### [PROBLEM STATEMENT]
Find the lines of the listing that contain the string "models", and return them.

### [THE RECORDS]
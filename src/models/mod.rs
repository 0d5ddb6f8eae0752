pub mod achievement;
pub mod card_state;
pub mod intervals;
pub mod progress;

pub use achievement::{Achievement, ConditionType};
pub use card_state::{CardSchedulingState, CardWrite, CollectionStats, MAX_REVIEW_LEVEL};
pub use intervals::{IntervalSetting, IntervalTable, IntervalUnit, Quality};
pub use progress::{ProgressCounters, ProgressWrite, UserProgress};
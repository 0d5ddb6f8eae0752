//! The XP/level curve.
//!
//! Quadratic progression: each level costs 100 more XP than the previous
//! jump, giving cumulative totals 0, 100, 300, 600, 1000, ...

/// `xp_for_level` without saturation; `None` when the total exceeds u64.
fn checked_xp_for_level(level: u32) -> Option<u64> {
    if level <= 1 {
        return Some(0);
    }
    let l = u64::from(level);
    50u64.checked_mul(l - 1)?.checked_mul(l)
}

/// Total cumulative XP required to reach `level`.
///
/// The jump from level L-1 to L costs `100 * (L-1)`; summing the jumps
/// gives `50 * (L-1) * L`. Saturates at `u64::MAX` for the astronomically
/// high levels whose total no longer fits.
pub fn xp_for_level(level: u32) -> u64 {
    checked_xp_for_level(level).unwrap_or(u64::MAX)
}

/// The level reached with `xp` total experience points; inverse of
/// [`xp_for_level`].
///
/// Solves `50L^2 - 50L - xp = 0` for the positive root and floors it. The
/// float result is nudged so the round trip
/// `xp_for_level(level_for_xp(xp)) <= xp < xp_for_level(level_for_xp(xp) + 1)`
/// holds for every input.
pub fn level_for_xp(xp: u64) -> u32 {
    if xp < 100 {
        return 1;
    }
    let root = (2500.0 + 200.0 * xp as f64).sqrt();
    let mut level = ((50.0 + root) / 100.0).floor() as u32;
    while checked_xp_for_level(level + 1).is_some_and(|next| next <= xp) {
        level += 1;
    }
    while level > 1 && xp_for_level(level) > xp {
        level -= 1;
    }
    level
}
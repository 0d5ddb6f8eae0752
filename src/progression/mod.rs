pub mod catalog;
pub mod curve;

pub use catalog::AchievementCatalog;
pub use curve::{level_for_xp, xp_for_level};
---
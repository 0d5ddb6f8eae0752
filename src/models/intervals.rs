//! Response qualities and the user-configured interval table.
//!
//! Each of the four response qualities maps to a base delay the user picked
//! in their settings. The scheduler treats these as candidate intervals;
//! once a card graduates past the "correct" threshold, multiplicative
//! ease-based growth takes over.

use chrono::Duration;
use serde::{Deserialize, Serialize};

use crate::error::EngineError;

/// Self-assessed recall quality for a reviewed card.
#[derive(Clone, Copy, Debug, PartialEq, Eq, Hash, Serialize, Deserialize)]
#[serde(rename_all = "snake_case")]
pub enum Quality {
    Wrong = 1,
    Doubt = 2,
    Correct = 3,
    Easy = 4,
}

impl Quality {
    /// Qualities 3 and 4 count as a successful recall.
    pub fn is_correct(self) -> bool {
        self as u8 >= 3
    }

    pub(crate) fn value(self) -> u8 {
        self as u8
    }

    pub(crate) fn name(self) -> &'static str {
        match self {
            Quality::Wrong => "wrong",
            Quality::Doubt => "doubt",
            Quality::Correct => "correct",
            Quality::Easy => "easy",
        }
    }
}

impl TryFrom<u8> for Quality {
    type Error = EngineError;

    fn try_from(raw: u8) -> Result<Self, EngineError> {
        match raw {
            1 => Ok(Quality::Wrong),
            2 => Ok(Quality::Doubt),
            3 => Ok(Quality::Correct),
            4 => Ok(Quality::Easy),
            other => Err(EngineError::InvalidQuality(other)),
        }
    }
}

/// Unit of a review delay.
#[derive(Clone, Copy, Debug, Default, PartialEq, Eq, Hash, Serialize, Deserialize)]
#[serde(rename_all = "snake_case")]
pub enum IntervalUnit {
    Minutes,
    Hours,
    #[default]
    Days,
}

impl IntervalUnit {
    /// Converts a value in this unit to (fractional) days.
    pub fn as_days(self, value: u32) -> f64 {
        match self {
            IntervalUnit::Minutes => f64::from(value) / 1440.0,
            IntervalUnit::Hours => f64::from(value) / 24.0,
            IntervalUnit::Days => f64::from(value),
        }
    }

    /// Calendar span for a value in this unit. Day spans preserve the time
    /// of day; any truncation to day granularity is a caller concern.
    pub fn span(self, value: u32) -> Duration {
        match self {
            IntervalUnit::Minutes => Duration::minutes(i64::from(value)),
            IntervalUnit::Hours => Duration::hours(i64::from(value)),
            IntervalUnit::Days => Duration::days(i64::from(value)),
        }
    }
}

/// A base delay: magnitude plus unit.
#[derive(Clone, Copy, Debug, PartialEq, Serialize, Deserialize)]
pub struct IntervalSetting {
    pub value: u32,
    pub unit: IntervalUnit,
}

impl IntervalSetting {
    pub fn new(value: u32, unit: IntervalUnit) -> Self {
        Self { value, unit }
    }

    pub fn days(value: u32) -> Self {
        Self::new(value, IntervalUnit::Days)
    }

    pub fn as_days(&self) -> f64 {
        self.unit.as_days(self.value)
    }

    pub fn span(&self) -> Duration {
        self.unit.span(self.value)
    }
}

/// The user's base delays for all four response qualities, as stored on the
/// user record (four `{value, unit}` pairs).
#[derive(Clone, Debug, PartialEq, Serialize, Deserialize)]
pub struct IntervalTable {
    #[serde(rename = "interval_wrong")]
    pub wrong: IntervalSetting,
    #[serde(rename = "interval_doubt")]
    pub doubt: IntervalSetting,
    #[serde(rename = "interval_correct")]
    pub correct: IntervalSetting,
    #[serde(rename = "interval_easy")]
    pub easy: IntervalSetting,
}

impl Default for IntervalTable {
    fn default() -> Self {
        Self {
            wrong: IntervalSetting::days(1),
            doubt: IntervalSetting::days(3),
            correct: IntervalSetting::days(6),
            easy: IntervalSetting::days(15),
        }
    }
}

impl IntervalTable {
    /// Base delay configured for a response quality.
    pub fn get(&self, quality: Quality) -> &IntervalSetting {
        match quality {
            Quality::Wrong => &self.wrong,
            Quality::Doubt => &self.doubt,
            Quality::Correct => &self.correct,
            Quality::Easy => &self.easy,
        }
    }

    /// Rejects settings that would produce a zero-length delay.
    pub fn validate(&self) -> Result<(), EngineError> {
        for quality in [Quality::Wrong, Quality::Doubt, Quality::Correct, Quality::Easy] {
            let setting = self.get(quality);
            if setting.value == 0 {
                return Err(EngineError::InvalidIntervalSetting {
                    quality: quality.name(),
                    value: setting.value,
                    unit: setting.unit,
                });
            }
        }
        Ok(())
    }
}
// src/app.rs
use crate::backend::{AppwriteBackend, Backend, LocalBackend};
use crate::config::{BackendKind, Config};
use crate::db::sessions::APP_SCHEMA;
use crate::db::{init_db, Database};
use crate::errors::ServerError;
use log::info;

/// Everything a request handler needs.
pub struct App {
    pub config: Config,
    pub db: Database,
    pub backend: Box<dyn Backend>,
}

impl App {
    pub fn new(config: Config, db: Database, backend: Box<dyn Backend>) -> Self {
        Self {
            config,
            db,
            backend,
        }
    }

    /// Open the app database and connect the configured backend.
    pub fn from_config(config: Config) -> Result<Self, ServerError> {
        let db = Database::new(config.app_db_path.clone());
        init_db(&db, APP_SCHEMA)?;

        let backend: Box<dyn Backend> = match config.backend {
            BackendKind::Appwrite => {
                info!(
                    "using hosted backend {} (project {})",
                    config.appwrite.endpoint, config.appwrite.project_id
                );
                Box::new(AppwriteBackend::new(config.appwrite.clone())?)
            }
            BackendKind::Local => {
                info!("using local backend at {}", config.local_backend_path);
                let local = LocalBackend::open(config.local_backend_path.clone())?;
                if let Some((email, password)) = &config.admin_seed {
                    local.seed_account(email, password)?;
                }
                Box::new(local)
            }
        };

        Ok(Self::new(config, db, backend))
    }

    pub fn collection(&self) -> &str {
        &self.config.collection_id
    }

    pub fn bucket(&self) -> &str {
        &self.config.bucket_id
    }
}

### [THE ANSWER]
filename src/models/mod.rs
filename src/models/intervals.rs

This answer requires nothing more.